The Bavarian Maximilian Order for Science and Art (Bayerischer Maximiliansorden für Wissenschaft und Kunst) was first established on 28 November 1853 by King Maximilian II of Bavaria. It is awarded to acknowledge and reward excellent and outstanding achievements in the field of science and art. From 1933 onwards (with the beginning of the Nazi regime) the order was no longer awarded, until 1980 when it was reinstated by the then Minister-President of the Free State of Bavaria Franz Josef Strauß. Munich jewellers Hemmerle have been responsible for making the medal since 1905.

== Preamble ==
In continuation of a Bavarian tradition, the Bavarian Maximilian Order for Science and Art was created. It is awarded to reward outstanding achievements in the field of science and art (in Fortsetzung alter bayerischer Tradition wird der Bayerische Maximiliansorden für Wissenschaft und Kunst geschaffen. Mit ihm sollen herausragende Leistungen auf dem Gebieten von Wissenschaft und Kunst ausgezeichnet werden).

== Criteria ==
The Maximilian Order is preferably awarded to German scientists and artists. It is not restricted to citizens of Bavaria. The order was instituted in one class and two sections (science and art). The order is restricted to 100 living members.

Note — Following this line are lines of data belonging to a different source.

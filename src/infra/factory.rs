use std::str::FromStr;
use std::sync::Arc;
use std::time::Duration;
use sqlx::{postgres::{PgPoolOptions, PgConnectOptions}, sqlite::{SqlitePoolOptions, SqliteJournalMode, SqliteConnectOptions}};
use sqlx::{PgPool, SqlitePool, ConnectOptions};
use tracing::info;
use tracing::log::LevelFilter;

use crate::config::Config;
use crate::state::AppState;
use crate::domain::services::credentials::CredentialService;
use crate::infra::repositories::{
    postgres_user_repo::PostgresUserRepo, postgres_product_repo::PostgresProductRepo,
    postgres_category_repo::PostgresCategoryRepo, postgres_employee_repo::PostgresEmployeeRepo,
    postgres_supplier_repo::PostgresSupplierRepo, postgres_client_repo::PostgresClientRepo,
    sqlite_user_repo::SqliteUserRepo, sqlite_product_repo::SqliteProductRepo,
    sqlite_category_repo::SqliteCategoryRepo, sqlite_employee_repo::SqliteEmployeeRepo,
    sqlite_supplier_repo::SqliteSupplierRepo, sqlite_client_repo::SqliteClientRepo,
};

pub async fn bootstrap_state(config: &Config) -> AppState {
    let database_url = &config.database_url;

    if database_url.starts_with("postgres://") || database_url.starts_with("postgresql://") {
        info!("Initializing PostgreSQL connection...");

        let mut opts: PgConnectOptions = database_url.parse().expect("Invalid Postgres URL");
        opts = opts.log_statements(LevelFilter::Debug)
            .log_slow_statements(LevelFilter::Warn, Duration::from_millis(500));

        let pool = PgPoolOptions::new()
            .max_connections(10)
            .connect_with(opts)
            .await
            .expect("Failed to connect to Postgres");

        run_postgres_migrations(&pool).await;

        let user_repo = Arc::new(PostgresUserRepo::new(pool.clone()));
        let credential_service = Arc::new(CredentialService::new(user_repo.clone()));

        AppState {
            config: config.clone(),
            user_repo,
            product_repo: Arc::new(PostgresProductRepo::new(pool.clone())),
            category_repo: Arc::new(PostgresCategoryRepo::new(pool.clone())),
            employee_repo: Arc::new(PostgresEmployeeRepo::new(pool.clone())),
            supplier_repo: Arc::new(PostgresSupplierRepo::new(pool.clone())),
            client_repo: Arc::new(PostgresClientRepo::new(pool.clone())),
            credential_service,
        }
    } else {
        info!("Initializing SQLite connection with WAL Mode...");

        let opts = SqliteConnectOptions::from_str(database_url)
            .expect("Invalid SQLite connection string")
            .create_if_missing(true)
            .journal_mode(SqliteJournalMode::Wal)
            .busy_timeout(Duration::from_secs(5))
            .log_statements(LevelFilter::Debug)
            .log_slow_statements(LevelFilter::Warn, Duration::from_millis(500));

        let pool = SqlitePoolOptions::new()
            .max_connections(5)
            .connect_with(opts)
            .await
            .expect("Failed to connect to SQLite");

        run_sqlite_migrations(&pool).await;

        let user_repo = Arc::new(SqliteUserRepo::new(pool.clone()));
        let credential_service = Arc::new(CredentialService::new(user_repo.clone()));

        AppState {
            config: config.clone(),
            user_repo,
            product_repo: Arc::new(SqliteProductRepo::new(pool.clone())),
            category_repo: Arc::new(SqliteCategoryRepo::new(pool.clone())),
            employee_repo: Arc::new(SqliteEmployeeRepo::new(pool.clone())),
            supplier_repo: Arc::new(SqliteSupplierRepo::new(pool.clone())),
            client_repo: Arc::new(SqliteClientRepo::new(pool.clone())),
            credential_service,
        }
    }
}

async fn run_postgres_migrations(pool: &PgPool) {
    sqlx::migrate!("./migrations/postgres")
        .run(pool)
        .await
        .expect("Failed to run Postgres migrations");
}

async fn run_sqlite_migrations(pool: &SqlitePool) {
    sqlx::migrate!("./migrations/sqlite")
        .run(pool)
        .await
        .expect("Failed to run SQLite migrations");
}
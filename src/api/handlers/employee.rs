use axum::{extract::{Path, State}, http::StatusCode, response::IntoResponse, Json};
use crate::state::AppState;
use crate::api::dtos::requests::{CreateEmployeeRequest, UpdateEmployeeRequest};
use crate::domain::models::employee::{Employee, NewEmployeeParams};
use crate::error::AppError;
use std::sync::Arc;
use tracing::info;

pub async fn list_employees(
    State(state): State<Arc<AppState>>,
) -> Result<impl IntoResponse, AppError> {
    let employees = state.employee_repo.list().await?;
    Ok(Json(employees))
}

pub async fn create_employee(
    State(state): State<Arc<AppState>>,
    Json(payload): Json<CreateEmployeeRequest>,
) -> Result<impl IntoResponse, AppError> {
    let employee = Employee::new(NewEmployeeParams {
        name: payload.name,
        phone: payload.phone,
        tax_id: payload.tax_id,
        position: payload.position,
        address: payload.address,
        hired_at: payload.hired_at,
        salary: payload.salary,
    });
    let created = state.employee_repo.create(&employee).await?;

    info!("Created employee: {}", created.id);
    Ok((StatusCode::CREATED, "Empleado creado"))
}

pub async fn update_employee(
    State(state): State<Arc<AppState>>,
    Path(id): Path<String>,
    Json(payload): Json<UpdateEmployeeRequest>,
) -> Result<impl IntoResponse, AppError> {
    let mut employee = state.employee_repo.find_by_id(&id).await?
        .ok_or(AppError::NotFound("Empleado no encontrado".into()))?;

    if let Some(val) = payload.name { employee.name = val; }
    if let Some(val) = payload.phone { employee.phone = val; }
    if let Some(val) = payload.tax_id { employee.tax_id = val; }
    if let Some(val) = payload.position { employee.position = val; }
    if let Some(val) = payload.address { employee.address = val; }
    if let Some(val) = payload.hired_at { employee.hired_at = Some(val); }
    if let Some(val) = payload.salary { employee.salary = val; }

    state.employee_repo.update(&employee).await?;
    info!("Updated employee: {}", id);
    Ok("Empleado actualizado")
}

pub async fn delete_employee(
    State(state): State<Arc<AppState>>,
    Path(id): Path<String>,
) -> Result<impl IntoResponse, AppError> {
    if !state.employee_repo.delete(&id).await? {
        return Err(AppError::NotFound("Empleado no encontrado".into()));
    }

    info!("Deleted employee: {}", id);
    Ok("Empleado eliminado")
}
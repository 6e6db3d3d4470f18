use std::sync::Arc;
use crate::domain::{models::user::User, ports::UserRepository};
use crate::error::AppError;
use argon2::{
    password_hash::{PasswordHash, PasswordHasher, PasswordVerifier, SaltString},
    Argon2,
};
use rand::rngs::OsRng;
use tracing::info;

/// Stateless credential checks over the user store. Hashes on register,
/// verifies on authenticate; never hands the plaintext to anything else.
pub struct CredentialService {
    user_repo: Arc<dyn UserRepository>,
}

impl CredentialService {
    pub fn new(user_repo: Arc<dyn UserRepository>) -> Self {
        Self { user_repo }
    }

    pub async fn register(&self, name: String, email: String, password: &str) -> Result<User, AppError> {
        if self.user_repo.find_by_email(&email).await?.is_some() {
            return Err(AppError::Conflict("Email already registered".into()));
        }

        let salt = SaltString::generate(&mut OsRng);
        let password_hash = Argon2::default()
            .hash_password(password.as_bytes(), &salt)
            .map_err(|_| AppError::Internal)?
            .to_string();

        let user = User::new(name, email, password_hash);
        let created = self.user_repo.create(&user).await?;

        info!("Registered user: {}", created.id);
        Ok(created)
    }

    /// Checks the password against the stored hash and returns the display
    /// name on success. Unknown email and bad password fail with distinct
    /// error kinds so the handler can answer with different texts.
    pub async fn authenticate(&self, email: &str, password: &str) -> Result<String, AppError> {
        let user = self.user_repo.find_by_email(email).await?
            .ok_or(AppError::UnknownUser)?;

        let parsed_hash = PasswordHash::new(&user.password_hash)
            .map_err(|_| AppError::Internal)?;

        Argon2::default().verify_password(password.as_bytes(), &parsed_hash)
            .map_err(|_| AppError::InvalidCredentials)?;

        Ok(user.name)
    }
}

#[cfg(test)]
mod tests {
    use super::*;
    use async_trait::async_trait;
    use std::sync::Mutex;

    struct InMemoryUserRepo {
        users: Mutex<Vec<User>>,
    }

    impl InMemoryUserRepo {
        fn new() -> Self {
            Self { users: Mutex::new(Vec::new()) }
        }
    }

    #[async_trait]
    impl UserRepository for InMemoryUserRepo {
        async fn create(&self, user: &User) -> Result<User, AppError> {
            self.users.lock().unwrap().push(user.clone());
            Ok(user.clone())
        }

        async fn find_by_email(&self, email: &str) -> Result<Option<User>, AppError> {
            Ok(self.users.lock().unwrap().iter().find(|u| u.email == email).cloned())
        }
    }

    #[tokio::test]
    async fn register_then_authenticate_returns_display_name() {
        let repo = Arc::new(InMemoryUserRepo::new());
        let service = CredentialService::new(repo);

        service.register("Ana".into(), "ana@example.com".into(), "s3cret").await.unwrap();
        let name = service.authenticate("ana@example.com", "s3cret").await.unwrap();

        assert_eq!(name, "Ana");
    }

    #[tokio::test]
    async fn wrong_password_fails_as_invalid_credentials() {
        let repo = Arc::new(InMemoryUserRepo::new());
        let service = CredentialService::new(repo);

        service.register("Ana".into(), "ana@example.com".into(), "s3cret").await.unwrap();
        let err = service.authenticate("ana@example.com", "nope").await.unwrap_err();

        assert!(matches!(err, AppError::InvalidCredentials));
    }

    #[tokio::test]
    async fn unknown_email_fails_as_unknown_user() {
        let repo = Arc::new(InMemoryUserRepo::new());
        let service = CredentialService::new(repo);

        let err = service.authenticate("ghost@example.com", "whatever").await.unwrap_err();

        assert!(matches!(err, AppError::UnknownUser));
    }

    #[tokio::test]
    async fn stored_hash_is_not_the_plaintext() {
        let repo = Arc::new(InMemoryUserRepo::new());
        let service = CredentialService::new(repo.clone());

        let created = service.register("Ana".into(), "ana@example.com".into(), "s3cret").await.unwrap();

        assert_ne!(created.password_hash, "s3cret");
    }

    #[tokio::test]
    async fn duplicate_email_is_rejected() {
        let repo = Arc::new(InMemoryUserRepo::new());
        let service = CredentialService::new(repo);

        service.register("Ana".into(), "ana@example.com".into(), "s3cret").await.unwrap();
        let err = service.register("Otra".into(), "ana@example.com".into(), "other").await.unwrap_err();

        assert!(matches!(err, AppError::Conflict(_)));
    }
}
use serde::{Deserialize, Serialize};
use uuid::Uuid;
use chrono::{DateTime, Utc};
use sqlx::FromRow;

#[derive(Debug, Serialize, Deserialize, FromRow, Clone)]
pub struct Product {
    pub id: String,
    #[serde(rename = "nombre")]
    pub name: String,
    #[serde(rename = "precio")]
    pub price: f64,
    pub stock: i64,
    /// Free-text category name, matched against `Category.name`.
    #[serde(rename = "categoria")]
    pub category: String,
    pub created_at: DateTime<Utc>,
}

impl Product {
    pub fn new(name: String, price: f64, stock: i64, category: String) -> Self {
        Self {
            id: Uuid::new_v4().to_string(),
            name,
            price,
            stock,
            category,
            created_at: Utc::now(),
        }
    }
}
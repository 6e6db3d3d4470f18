use crate::domain::{models::user::User, ports::UserRepository};
use crate::error::AppError;
use async_trait::async_trait;
use sqlx::SqlitePool;

pub struct SqliteUserRepo {
    pool: SqlitePool,
}

impl SqliteUserRepo {
    pub fn new(pool: SqlitePool) -> Self {
        Self { pool }
    }
}

#[async_trait]
impl UserRepository for SqliteUserRepo {
    async fn create(&self, user: &User) -> Result<User, AppError> {
        sqlx::query_as::<_, User>(
            "INSERT INTO users (id, name, email, password_hash, created_at) VALUES (?, ?, ?, ?, ?) RETURNING id, name, email, password_hash, created_at",
        )
            .bind(&user.id)
            .bind(&user.name)
            .bind(&user.email)
            .bind(&user.password_hash)
            .bind(user.created_at)
            .fetch_one(&self.pool)
            .await
            .map_err(AppError::Database)
    }

    async fn find_by_email(&self, email: &str) -> Result<Option<User>, AppError> {
        sqlx::query_as::<_, User>(
            "SELECT id, name, email, password_hash, created_at FROM users WHERE email = ?",
        )
            .bind(email)
            .fetch_optional(&self.pool)
            .await
            .map_err(AppError::Database)
    }
}
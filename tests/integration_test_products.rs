mod common;

use axum::{
    body::Body,
    http::{header, Request, StatusCode},
};
use common::TestApp;
use serde_json::{json, Value};
use tower::ServiceExt;

async fn parse_body(response: axum::response::Response) -> Value {
    let bytes = axum::body::to_bytes(response.into_body(), usize::MAX).await.unwrap();
    serde_json::from_slice(&bytes).unwrap()
}

async fn create_product(app: &TestApp, body: Value) -> axum::response::Response {
    app.router.clone().oneshot(
        Request::builder().method("POST").uri("/api/productos")
            .header(header::CONTENT_TYPE, "application/json")
            .body(Body::from(body.to_string())).unwrap()
    ).await.unwrap()
}

async fn list_products(app: &TestApp) -> Value {
    let res = app.router.clone().oneshot(
        Request::builder().method("GET").uri("/api/productos")
            .body(Body::empty()).unwrap()
    ).await.unwrap();
    assert_eq!(res.status(), StatusCode::OK);
    parse_body(res).await
}

#[tokio::test]
async fn test_create_then_list_includes_submitted_fields() {
    let app = TestApp::new().await;

    let res = create_product(&app, json!({
        "nombre": "Coca Cola", "precio": 18.5, "stock": 24, "categoria": "Bebidas"
    })).await;
    assert_eq!(res.status(), StatusCode::CREATED);

    let products = list_products(&app).await;
    let arr = products.as_array().unwrap();
    assert_eq!(arr.len(), 1);
    assert_eq!(arr[0]["nombre"], "Coca Cola");
    assert_eq!(arr[0]["precio"], 18.5);
    assert_eq!(arr[0]["stock"], 24);
    assert_eq!(arr[0]["categoria"], "Bebidas");
}

#[tokio::test]
async fn test_partial_update_overwrites_only_sent_fields() {
    let app = TestApp::new().await;

    create_product(&app, json!({
        "nombre": "Coca Cola", "precio": 18.5, "stock": 24, "categoria": "Bebidas"
    })).await;

    let products = list_products(&app).await;
    let id = products[0]["id"].as_str().unwrap().to_string();

    let res = app.router.clone().oneshot(
        Request::builder().method("PUT").uri(format!("/api/productos/{}", id))
            .header(header::CONTENT_TYPE, "application/json")
            .body(Body::from(json!({ "stock": 10 }).to_string())).unwrap()
    ).await.unwrap();
    assert_eq!(res.status(), StatusCode::OK);

    let products = list_products(&app).await;
    assert_eq!(products[0]["stock"], 10);
    assert_eq!(products[0]["nombre"], "Coca Cola");
    assert_eq!(products[0]["precio"], 18.5);
}

#[tokio::test]
async fn test_update_unknown_id_is_404_and_leaves_rows_unchanged() {
    let app = TestApp::new().await;

    create_product(&app, json!({
        "nombre": "Coca Cola", "precio": 18.5, "stock": 24, "categoria": "Bebidas"
    })).await;

    let res = app.router.clone().oneshot(
        Request::builder().method("PUT").uri("/api/productos/no-such-id")
            .header(header::CONTENT_TYPE, "application/json")
            .body(Body::from(json!({ "stock": 0 }).to_string())).unwrap()
    ).await.unwrap();
    assert_eq!(res.status(), StatusCode::NOT_FOUND);

    let products = list_products(&app).await;
    assert_eq!(products[0]["stock"], 24);
}

#[tokio::test]
async fn test_delete_removes_record_and_unknown_id_is_404() {
    let app = TestApp::new().await;

    create_product(&app, json!({
        "nombre": "Coca Cola", "precio": 18.5, "stock": 24, "categoria": "Bebidas"
    })).await;

    let products = list_products(&app).await;
    let id = products[0]["id"].as_str().unwrap().to_string();

    let res = app.router.clone().oneshot(
        Request::builder().method("DELETE").uri(format!("/api/productos/{}", id))
            .body(Body::empty()).unwrap()
    ).await.unwrap();
    assert_eq!(res.status(), StatusCode::OK);

    let products = list_products(&app).await;
    assert!(products.as_array().unwrap().is_empty());

    let res = app.router.clone().oneshot(
        Request::builder().method("DELETE").uri(format!("/api/productos/{}", id))
            .body(Body::empty()).unwrap()
    ).await.unwrap();
    assert_eq!(res.status(), StatusCode::NOT_FOUND);
}
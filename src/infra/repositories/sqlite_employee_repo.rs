use crate::domain::{models::employee::Employee, ports::EmployeeRepository};
use crate::error::AppError;
use async_trait::async_trait;
use sqlx::SqlitePool;

pub struct SqliteEmployeeRepo {
    pool: SqlitePool,
}

impl SqliteEmployeeRepo {
    pub fn new(pool: SqlitePool) -> Self {
        Self { pool }
    }
}

#[async_trait]
impl EmployeeRepository for SqliteEmployeeRepo {
    async fn create(&self, employee: &Employee) -> Result<Employee, AppError> {
        sqlx::query_as::<_, Employee>(
            "INSERT INTO employees (id, name, phone, tax_id, position, address, hired_at, salary, created_at) VALUES (?, ?, ?, ?, ?, ?, ?, ?, ?) RETURNING id, name, phone, tax_id, position, address, hired_at, salary, created_at",
        )
            .bind(&employee.id)
            .bind(&employee.name)
            .bind(&employee.phone)
            .bind(&employee.tax_id)
            .bind(&employee.position)
            .bind(&employee.address)
            .bind(employee.hired_at)
            .bind(employee.salary)
            .bind(employee.created_at)
            .fetch_one(&self.pool)
            .await
            .map_err(AppError::Database)
    }

    async fn find_by_id(&self, id: &str) -> Result<Option<Employee>, AppError> {
        sqlx::query_as::<_, Employee>(
            "SELECT id, name, phone, tax_id, position, address, hired_at, salary, created_at FROM employees WHERE id = ?",
        )
            .bind(id)
            .fetch_optional(&self.pool)
            .await
            .map_err(AppError::Database)
    }

    async fn list(&self) -> Result<Vec<Employee>, AppError> {
        sqlx::query_as::<_, Employee>(
            "SELECT id, name, phone, tax_id, position, address, hired_at, salary, created_at FROM employees ORDER BY created_at ASC",
        )
            .fetch_all(&self.pool)
            .await
            .map_err(AppError::Database)
    }

    async fn update(&self, employee: &Employee) -> Result<Employee, AppError> {
        sqlx::query_as::<_, Employee>(
            "UPDATE employees SET name = ?, phone = ?, tax_id = ?, position = ?, address = ?, hired_at = ?, salary = ? WHERE id = ? RETURNING id, name, phone, tax_id, position, address, hired_at, salary, created_at",
        )
            .bind(&employee.name)
            .bind(&employee.phone)
            .bind(&employee.tax_id)
            .bind(&employee.position)
            .bind(&employee.address)
            .bind(employee.hired_at)
            .bind(employee.salary)
            .bind(&employee.id)
            .fetch_one(&self.pool)
            .await
            .map_err(AppError::Database)
    }

    async fn delete(&self, id: &str) -> Result<bool, AppError> {
        let result = sqlx::query("DELETE FROM employees WHERE id = ?")
            .bind(id)
            .execute(&self.pool)
            .await
            .map_err(AppError::Database)?;
        Ok(result.rows_affected() > 0)
    }
}
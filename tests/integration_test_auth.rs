mod common;

use axum::{
    body::Body,
    http::{header, Request, StatusCode},
};
use common::TestApp;
use serde_json::json;
use tower::ServiceExt;

async fn body_string(response: axum::response::Response) -> String {
    let bytes = axum::body::to_bytes(response.into_body(), usize::MAX).await.unwrap();
    String::from_utf8(bytes.to_vec()).unwrap()
}

async fn register(app: &TestApp, name: &str, email: &str, password: &str) -> axum::response::Response {
    app.router.clone().oneshot(
        Request::builder().method("POST").uri("/registro")
            .header(header::CONTENT_TYPE, "application/json")
            .body(Body::from(json!({
                "nombre": name, "email": email, "password": password
            }).to_string())).unwrap()
    ).await.unwrap()
}

async fn login(app: &TestApp, email: &str, password: &str) -> axum::response::Response {
    app.router.clone().oneshot(
        Request::builder().method("POST").uri("/login")
            .header(header::CONTENT_TYPE, "application/json")
            .body(Body::from(json!({
                "email": email, "password": password
            }).to_string())).unwrap()
    ).await.unwrap()
}

#[tokio::test]
async fn test_register_then_login_returns_display_name() {
    let app = TestApp::new().await;

    let res = register(&app, "Ana", "ana@example.com", "s3cret").await;
    assert_eq!(res.status(), StatusCode::CREATED);
    assert_eq!(body_string(res).await, "Usuario registrado");

    let res = login(&app, "ana@example.com", "s3cret").await;
    assert_eq!(res.status(), StatusCode::OK);
    assert_eq!(body_string(res).await, "Bienvenido Ana");
}

#[tokio::test]
async fn test_login_wrong_password_is_invalid_credentials() {
    let app = TestApp::new().await;

    register(&app, "Ana", "ana@example.com", "s3cret").await;

    let res = login(&app, "ana@example.com", "wrong").await;
    assert_eq!(res.status(), StatusCode::UNAUTHORIZED);

    // Wrong password must never be reported as an unknown user.
    let body = body_string(res).await;
    assert!(body.contains("Contraseña incorrecta"), "unexpected body: {}", body);
}

#[tokio::test]
async fn test_login_unknown_email_is_user_not_found() {
    let app = TestApp::new().await;

    let res = login(&app, "ghost@example.com", "whatever").await;
    assert_eq!(res.status(), StatusCode::UNAUTHORIZED);

    let body = body_string(res).await;
    assert!(body.contains("Usuario no encontrado"), "unexpected body: {}", body);
}

#[tokio::test]
async fn test_password_is_stored_hashed() {
    let app = TestApp::new().await;

    register(&app, "Ana", "ana@example.com", "s3cret").await;

    let stored: String = sqlx::query_scalar("SELECT password_hash FROM users WHERE email = ?")
        .bind("ana@example.com")
        .fetch_one(&app.pool)
        .await
        .unwrap();

    assert_ne!(stored, "s3cret");
    assert!(stored.starts_with("$argon2"));
}

#[tokio::test]
async fn test_duplicate_email_registration_conflicts() {
    let app = TestApp::new().await;

    let res = register(&app, "Ana", "ana@example.com", "s3cret").await;
    assert_eq!(res.status(), StatusCode::CREATED);

    let res = register(&app, "Otra", "ana@example.com", "other").await;
    assert_eq!(res.status(), StatusCode::CONFLICT);

    // The first registration still wins at login.
    let res = login(&app, "ana@example.com", "s3cret").await;
    assert_eq!(res.status(), StatusCode::OK);
    assert_eq!(body_string(res).await, "Bienvenido Ana");
}
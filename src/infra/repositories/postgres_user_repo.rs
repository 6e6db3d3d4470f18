use crate::domain::{models::user::User, ports::UserRepository};
use crate::error::AppError;
use async_trait::async_trait;
use sqlx::PgPool;

pub struct PostgresUserRepo {
    pool: PgPool,
}

impl PostgresUserRepo {
    pub fn new(pool: PgPool) -> Self {
        Self { pool }
    }
}

#[async_trait]
impl UserRepository for PostgresUserRepo {
    async fn create(&self, user: &User) -> Result<User, AppError> {
        sqlx::query_as::<_, User>(
            "INSERT INTO users (id, name, email, password_hash, created_at) VALUES ($1, $2, $3, $4, $5) RETURNING id, name, email, password_hash, created_at",
        )
            .bind(&user.id)
            .bind(&user.name)
            .bind(&user.email)
            .bind(&user.password_hash)
            .bind(user.created_at)
            .fetch_one(&self.pool)
            .await
            .map_err(AppError::Database)
    }

    async fn find_by_email(&self, email: &str) -> Result<Option<User>, AppError> {
        sqlx::query_as::<_, User>(
            "SELECT id, name, email, password_hash, created_at FROM users WHERE email = $1",
        )
            .bind(email)
            .fetch_optional(&self.pool)
            .await
            .map_err(AppError::Database)
    }
}
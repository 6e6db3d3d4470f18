use crate::domain::{models::supplier::Supplier, ports::SupplierRepository};
use crate::error::AppError;
use async_trait::async_trait;
use sqlx::PgPool;

pub struct PostgresSupplierRepo {
    pool: PgPool,
}

impl PostgresSupplierRepo {
    pub fn new(pool: PgPool) -> Self {
        Self { pool }
    }
}

#[async_trait]
impl SupplierRepository for PostgresSupplierRepo {
    async fn create(&self, supplier: &Supplier) -> Result<Supplier, AppError> {
        sqlx::query_as::<_, Supplier>(
            "INSERT INTO suppliers (id, name, phone, email, address, category, created_at) VALUES ($1, $2, $3, $4, $5, $6, $7) RETURNING id, name, phone, email, address, category, created_at",
        )
            .bind(&supplier.id)
            .bind(&supplier.name)
            .bind(&supplier.phone)
            .bind(&supplier.email)
            .bind(&supplier.address)
            .bind(&supplier.category)
            .bind(supplier.created_at)
            .fetch_one(&self.pool)
            .await
            .map_err(AppError::Database)
    }

    async fn find_by_id(&self, id: &str) -> Result<Option<Supplier>, AppError> {
        sqlx::query_as::<_, Supplier>(
            "SELECT id, name, phone, email, address, category, created_at FROM suppliers WHERE id = $1",
        )
            .bind(id)
            .fetch_optional(&self.pool)
            .await
            .map_err(AppError::Database)
    }

    async fn list(&self) -> Result<Vec<Supplier>, AppError> {
        sqlx::query_as::<_, Supplier>(
            "SELECT id, name, phone, email, address, category, created_at FROM suppliers ORDER BY created_at ASC",
        )
            .fetch_all(&self.pool)
            .await
            .map_err(AppError::Database)
    }

    async fn update(&self, supplier: &Supplier) -> Result<Supplier, AppError> {
        sqlx::query_as::<_, Supplier>(
            "UPDATE suppliers SET name = $1, phone = $2, email = $3, address = $4, category = $5 WHERE id = $6 RETURNING id, name, phone, email, address, category, created_at",
        )
            .bind(&supplier.name)
            .bind(&supplier.phone)
            .bind(&supplier.email)
            .bind(&supplier.address)
            .bind(&supplier.category)
            .bind(&supplier.id)
            .fetch_one(&self.pool)
            .await
            .map_err(AppError::Database)
    }

    async fn delete(&self, id: &str) -> Result<bool, AppError> {
        let result = sqlx::query("DELETE FROM suppliers WHERE id = $1")
            .bind(id)
            .execute(&self.pool)
            .await
            .map_err(AppError::Database)?;
        Ok(result.rows_affected() > 0)
    }
}
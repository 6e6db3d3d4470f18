use axum::{
    body::Body,
    extract::Request,
    routing::{get, post, put, delete},
    Router,
};
use std::sync::Arc;
use std::time::Duration;
use crate::state::AppState;
use crate::api::handlers::{health, auth, product, category, employee, supplier, client};
use tower_http::{
    cors::CorsLayer,
    trace::TraceLayer,
    classify::ServerErrorsFailureClass,
};
use tracing::{info_span, Span, error, info};
use uuid::Uuid;

pub fn create_router(state: Arc<AppState>) -> Router {
    Router::new()
        .route("/health", get(health::health_check))

        // Auth
        .route("/registro", post(auth::register))
        .route("/login", post(auth::login))

        // Products
        .route("/api/productos", get(product::list_products).post(product::create_product))
        .route("/api/productos/{id}", put(product::update_product).delete(product::delete_product))

        // Categories (list carries totalProductos)
        .route("/api/categorias", get(category::list_categories).post(category::create_category))
        .route("/api/categorias/{id}", put(category::update_category).delete(category::delete_category))

        // Employees
        .route("/api/empleados", get(employee::list_employees).post(employee::create_employee))
        .route("/api/empleados/{id}", put(employee::update_employee).delete(employee::delete_employee))

        // Suppliers
        .route("/api/proveedores", get(supplier::list_suppliers).post(supplier::create_supplier))
        .route("/api/proveedores/{id}", put(supplier::update_supplier).delete(supplier::delete_supplier))

        // Clients
        .route("/api/clientes", get(client::list_clients).post(client::create_client))
        .route("/api/clientes/{id}", put(client::update_client).delete(client::delete_client))

        .layer(
            TraceLayer::new_for_http()
                .make_span_with(|request: &Request<Body>| {
                    let request_id = Uuid::new_v4().to_string();
                    info_span!(
                        "http_request",
                        request_id = %request_id,
                        method = ?request.method(),
                        uri = ?request.uri(),
                        version = ?request.version(),
                    )
                })
                .on_request(|request: &Request<Body>, _span: &Span| {
                    info!("started processing request: {} {}", request.method(), request.uri().path());
                })
                .on_response(|response: &axum::http::Response<Body>, latency: Duration, _span: &Span| {
                    info!(
                        status = response.status().as_u16(),
                        latency_ms = latency.as_millis(),
                        "finished processing request"
                    );
                })
                .on_failure(|error: ServerErrorsFailureClass, _latency: Duration, _span: &Span| {
                    error!("request failed: {:?}", error);
                })
        )
        .layer(CorsLayer::permissive())
        .with_state(state)
}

== Nomination procedure ==
The Minister-President, the minister of state for their respective portfolio, and the two sections of the order are eligible to nominate new members. These proposals are evaluated by an advisory committee (Ordensbeirat). It gives its recommendation to the Minister-President for the final decision.

The advisory committee consists of:
- the President of the Landtag of Bavaria,
- the member of the government who is deputy of the Minister-President,
- the State Minister of Sciences, Research and the Arts,
- the President of the Bavarian Academy of Sciences and Humanities,
- the President of the Bavarian Academy of Fine Arts,
- the President of one of the Bavarian Art Colleges (Kunsthochschulen),
- the President of one of the Bavarian Universities and
- a representative of the applied sciences, who is named by the Minister-President.
All members of the advisory committee are selected for a period of five years. The committee decides with the majority of its members.

== Members ==

From 1980 to 2018 the order has been awarded to 222 recipients. The number of living members of the order cannot exceed 100. As of December 2018 there are 95 living members of the order.

From 1853 to 1932 the order has been issued 351 times.